[Haskell-cafe] Non-deterministic (stochastic?) function/expression types in Haskell?

PY aquagnu at gmail.com
Mon Jan 15 08:08:20 UTC 2018


Hello, Benjamin. Nature of Haskell is to treat random values under 
monad. Because generator returns different values on calls with the same 
arguments. So, no way to "declare" such function as "nondeterministic" 
function. Haskell is not good language for such job. But there are more 
suitable languages for such kind of tasks.
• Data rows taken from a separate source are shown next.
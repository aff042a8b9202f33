// ABOUTME: Generation service abstraction for the external LLM inference endpoint
// ABOUTME: Defines message types, error taxonomy, telemetry contract, and client configuration
//
// SPDX-License-Identifier: MIT OR Apache-2.0
// Copyright (c) 2026 Echo Platform

//! # Generation Service Interface
//!
//! This module wraps the external text-generation service (an Ollama-style
//! HTTP API) behind a typed client with a closed error taxonomy.
//!
//! ## Key Concepts
//!
//! - **[`ChatMessage`]**: role-tagged message structure for conversations
//! - **[`GenerationError`]**: unified failure type; transient kinds (timeout,
//!   connection) are retried inside the client, terminal kinds surface
//!   immediately
//! - **[`TelemetrySink`]**: receives one record per generation attempt
//! - **[`GenerationConfig`]**: explicit configuration passed to the client
//!   constructor instead of process-global state
//!
//! ## Example
//!
//! ```rust,no_run
//! use echo_server::llm::{CallContext, ChatMessage, GenerationClient, GenerationConfig};
//! use echo_server::llm::NullTelemetry;
//! use std::sync::Arc;
//!
//! # async fn example() -> Result<(), echo_core::AppError> {
//! let client = GenerationClient::new(GenerationConfig::default(), Arc::new(NullTelemetry))?;
//! let messages = vec![
//!     ChatMessage::system("You are a supportive listener."),
//!     ChatMessage::user("I had a rough day."),
//! ];
//! let reply = client.chat(&messages, &CallContext::anonymous("example")).await;
//! # Ok(())
//! # }
//! ```

mod client;
pub mod prompts;
mod transport;

pub use client::{ConnectivityReport, GenerationClient};
pub use transport::{GenerationTransport, HttpTransport, TransportError, TransportResponse};

use async_trait::async_trait;
use serde::{Deserialize, Serialize};
use std::fmt;
use std::time::Duration;

// ============================================================================
// Message Types
// ============================================================================

/// Role of a message in the conversation
#[derive(Debug, Clone, Copy, PartialEq, Eq, Serialize, Deserialize)]
#[serde(rename_all = "lowercase")]
pub enum MessageRole {
    /// System instruction message
    System,
    /// User input message
    User,
    /// Assistant response message
    Assistant,
}

impl MessageRole {
    /// Convert to string representation for API calls
    #[must_use]
    pub const fn as_str(self) -> &'static str {
        match self {
            Self::System => "system",
            Self::User => "user",
            Self::Assistant => "assistant",
        }
    }
}

/// A single message in a chat conversation
#[derive(Debug, Clone, Serialize, Deserialize)]
pub struct ChatMessage {
    /// Role of the message sender
    pub role: MessageRole,
    /// Content of the message
    pub content: String,
}

impl ChatMessage {
    /// Create a new chat message
    #[must_use]
    pub fn new(role: MessageRole, content: impl Into<String>) -> Self {
        Self {
            role,
            content: content.into(),
        }
    }

    /// Create a system message
    #[must_use]
    pub fn system(content: impl Into<String>) -> Self {
        Self::new(MessageRole::System, content)
    }

    /// Create a user message
    #[must_use]
    pub fn user(content: impl Into<String>) -> Self {
        Self::new(MessageRole::User, content)
    }

    /// Create an assistant message
    #[must_use]
    pub fn assistant(content: impl Into<String>) -> Self {
        Self::new(MessageRole::Assistant, content)
    }
}

// ============================================================================
// Error Taxonomy
// ============================================================================

/// Classified generation failure kinds
#[derive(Debug, Clone, Copy, PartialEq, Eq, Serialize, Deserialize)]
#[serde(rename_all = "snake_case")]
pub enum GenerationErrorKind {
    /// The service returned a 200 with an empty or whitespace-only reply
    EmptyResponse,
    /// The configured model is not available on the service (HTTP 404)
    ModelNotFound,
    /// The service returned a non-success status other than 404
    ApiError,
    /// The request exceeded the transport timeout
    Timeout,
    /// The connection to the service could not be established
    ConnectionError,
}

impl GenerationErrorKind {
    /// Snake-case identifier used in logs and telemetry
    #[must_use]
    pub const fn as_str(self) -> &'static str {
        match self {
            Self::EmptyResponse => "empty_response",
            Self::ModelNotFound => "model_not_found",
            Self::ApiError => "api_error",
            Self::Timeout => "timeout",
            Self::ConnectionError => "connection_error",
        }
    }

    /// Whether the client retries this kind internally
    #[must_use]
    pub const fn is_transient(self) -> bool {
        matches!(self, Self::Timeout | Self::ConnectionError)
    }
}

/// Unified generation failure
///
/// Every failure path of the generation client resolves to this type so
/// callers handle failure uniformly instead of matching sentinel strings.
#[derive(Debug, Clone, thiserror::Error)]
pub struct GenerationError {
    /// Failure classification
    pub kind: GenerationErrorKind,
    /// Human-readable detail
    pub message: String,
}

impl GenerationError {
    /// Create a new error with the given kind and message
    pub fn new(kind: GenerationErrorKind, message: impl Into<String>) -> Self {
        Self {
            kind,
            message: message.into(),
        }
    }

    /// Empty or whitespace-only reply
    #[must_use]
    pub fn empty_response() -> Self {
        Self::new(
            GenerationErrorKind::EmptyResponse,
            "Received an empty reply from the model",
        )
    }

    /// Configured model missing on the service
    pub fn model_not_found(model: impl fmt::Display) -> Self {
        Self::new(
            GenerationErrorKind::ModelNotFound,
            format!("Model {model} was not found"),
        )
    }

    /// Non-success status other than 404
    pub fn api_error(status: u16, detail: impl fmt::Display) -> Self {
        Self::new(
            GenerationErrorKind::ApiError,
            format!("API error ({status}): {detail}"),
        )
    }

    /// Transport timeout
    #[must_use]
    pub fn timeout() -> Self {
        Self::new(
            GenerationErrorKind::Timeout,
            "Generation request timed out",
        )
    }

    /// Transport connection failure
    pub fn connection(detail: impl fmt::Display) -> Self {
        Self::new(
            GenerationErrorKind::ConnectionError,
            format!("Connection failed: {detail}"),
        )
    }

    /// Classify a transport-level failure
    #[must_use]
    pub fn from_transport(error: &TransportError) -> Self {
        match error {
            TransportError::Timeout => Self::timeout(),
            TransportError::Connection(detail) => Self::connection(detail),
        }
    }
}

impl fmt::Display for GenerationError {
    fn fmt(&self, f: &mut fmt::Formatter<'_>) -> fmt::Result {
        write!(f, "{}: {}", self.kind.as_str(), self.message)
    }
}

impl From<GenerationError> for echo_core::AppError {
    fn from(error: GenerationError) -> Self {
        Self::service_unavailable(format!("AI service is unavailable: {}", error.message))
    }
}

// ============================================================================
// Configuration
// ============================================================================

/// Explicit configuration for the generation client
///
/// Passed to [`GenerationClient::new`] instead of being read from the
/// environment at use sites.
#[derive(Debug, Clone)]
pub struct GenerationConfig {
    /// Base URL of the generation service (e.g. <http://localhost:11434>)
    pub base_url: String,
    /// Model name requested on every call
    pub model: String,
    /// Sampling temperature sent with every request
    pub temperature: f64,
    /// Timeout for chat-endpoint requests
    pub chat_timeout: Duration,
    /// Timeout for generate-endpoint requests (long-form analyses)
    pub generate_timeout: Duration,
    /// Timeout for diagnostic probe requests
    pub probe_timeout: Duration,
    /// Total attempts for transient failures (including the first)
    pub retry_attempts: u32,
    /// Fixed delay between attempts
    pub retry_delay: Duration,
}

impl Default for GenerationConfig {
    fn default() -> Self {
        Self {
            base_url: "http://localhost:11434".to_owned(),
            model: "llama2".to_owned(),
            temperature: 0.1,
            chat_timeout: Duration::from_secs(120),
            generate_timeout: Duration::from_secs(180),
            probe_timeout: Duration::from_secs(30),
            retry_attempts: 3,
            retry_delay: Duration::from_secs(2),
        }
    }
}

// ============================================================================
// Telemetry Contract
// ============================================================================

/// One telemetry record per generation attempt
#[derive(Debug, Clone, Serialize, Deserialize)]
pub struct GenerationRecord {
    /// Owning user, when known
    pub user_id: Option<String>,
    /// Calling endpoint name (conversation mode or analysis entry point)
    pub endpoint: String,
    /// Model the request was addressed to
    pub model: String,
    /// Estimated tokens in the prompt
    pub prompt_tokens: Option<i64>,
    /// Estimated tokens in the completion
    pub completion_tokens: Option<i64>,
    /// Estimated total tokens
    pub total_tokens: Option<i64>,
    /// Wall-clock latency of the call in milliseconds
    pub response_time_ms: f64,
    /// Sampling temperature used
    pub temperature: Option<f64>,
    /// Whether the attempt produced a usable reply
    pub success: bool,
    /// Failure detail for unsuccessful attempts
    pub error_message: Option<String>,
}

/// Sink for generation telemetry
///
/// Implementations must not fail the generation path; persistence errors are
/// logged and swallowed inside the sink.
#[async_trait]
pub trait TelemetrySink: Send + Sync {
    /// Record one generation attempt
    async fn record_generation(&self, record: GenerationRecord);
}

/// Telemetry sink that discards all records
///
/// Used by doc examples and callers that have no store wired up.
#[derive(Debug, Clone, Copy, Default)]
pub struct NullTelemetry;

#[async_trait]
impl TelemetrySink for NullTelemetry {
    async fn record_generation(&self, _record: GenerationRecord) {}
}

// ============================================================================
// Call Context
// ============================================================================

/// Attribution for a generation call, carried into telemetry records
#[derive(Debug, Clone)]
pub struct CallContext {
    /// Owning user, when the call happens on behalf of one
    pub user_id: Option<String>,
    /// Calling endpoint name
    pub endpoint: String,
}

impl CallContext {
    /// Context for a call on behalf of a user
    pub fn for_user(user_id: impl Into<String>, endpoint: impl Into<String>) -> Self {
        Self {
            user_id: Some(user_id.into()),
            endpoint: endpoint.into(),
        }
    }

    /// Context for a call with no associated user
    pub fn anonymous(endpoint: impl Into<String>) -> Self {
        Self {
            user_id: None,
            endpoint: endpoint.into(),
        }
    }
}

/// Estimate the token count of a text with a coarse character heuristic
///
/// Roughly four characters per token, never less than one.
#[must_use]
pub fn estimate_tokens(text: &str) -> i64 {
    (text.chars().count() / 4).max(1) as i64
}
If you prefer Haskell-like 
syntax, better will be to use ML family language: modern F#, Ocaml or 
SML, where IO will not be involved - all is under IO explicitly. But 
there is another good choice: *Mercury*. It supports (sure, because it's 
declarative language and is based on Prolog) special notations for 
computations:

  * non-deterministic
  * deterministic
  * semi-deterministic
  * multisolution

(see more about these declarations here: 
https://www.mercurylang.org/information/doc-release/mercury_ref/Determinism-categories.html#Determinism-categories)/
/

Also it has type system close to Haskell: with type-families, 
existential types, abstract types and so on, also it supports functional 
programming totally...

But, I'm sure, no problem to develop some DSL for Haskell which will 
hide some details ;)

===
Best regards, Paul
//

12.01.2018 18:26, Benjamin Redelings пишет:
> Hi Oleg,
>
> Thanks for the links!  These are quite interesting.
>
> 1. Here is one situation that occurs in evolutionary biology where I 
> would want to have the full range of Haskell syntax available to me.  
> Consider a binary tree, where each tree node has an integer name in 
> [1..num_nodes tree].  The function (parent tree n) gives the parent of 
> node n and (root tree) gives the root node.
>
> -- the expected value for a node is the value at its parent
>    mean node tree x | node == root tree   = 0
>                     | otherwise           = x!!parent tree node
>
> -- given a tree, simulate down the tree,
>    simulate_on_tree tree  = let x = [sample $ normal (mean node tree 
> x) 1 | node <- [1..num_nodes tree]]
>
> My understanding is that you cannot refer to the result of a 
> computation while performing a computation, as in:
>
>     do {x <- simulate_on_tree tree x}
>
> Am I missing something?
>
>
> On 01/11/2018 12:02 PM, Oleg Grenrus wrote:
>> (a) Non-determism is an effect, e.g. simple list is non-determinism 
>> monad, for small discrete distributions!
>
> 2.  Why would we want to consider non-determinism (in the sense of 
> returning an unpredictable value) as an effect?  Certainly running a 
> non-deterministic function does not change global state like modifying 
> an IORef would.  I'm also thinking of functions that are (somehow) 
> TRULY random, so they are not keeping a hidden state around 
> somewhere.  I'm calling them "non-deterministic" instead of "random" 
> because I want to ignore (for the moment) the probability 
> distribution, and just say that the result is arbitrary.
>
> 3. Sampling from a normal distribution gives ONE value, and the list 
> of possible values is .... large :-)  [i.e. it would include all 
> Double values.]
>
>
>> (b) Yes. We can write effectful code "implicitly"
>>    - You might look into *Automatically Escaping Monads*
>>    - https://www.youtube.com/watch?v=wG8AErq6Bbo, slides:
>> http://benl.ouroborus.net/talks/2016-HIW-Escape.pdf
>>    - http://disciple.ouroborus.net/ or https://github.com/DDCSF/ddc
> 4. Interesting - I like his approach to making the box / run 
> instructions implicit.
>
>> Interstingly, while searching for the paper, I stumbled upon Oleg
>> Kiselyov's  (not me) paper from
>> *Effects Without Monads: Non-determinism*, which is a different 
>> approach.
>> Maybe that's what you are looking after
>> http://okmij.org/ftp/tagless-final/nondet-paper.pdf
> 5. In this paper, it seems that non-determinism means returning ALL 
> possible outcomes.  However, what I meant is arbitrarily choosing ONE 
> possible outcome.  My terminology is probably being imported from 
> statistics - is there a different word I should use here?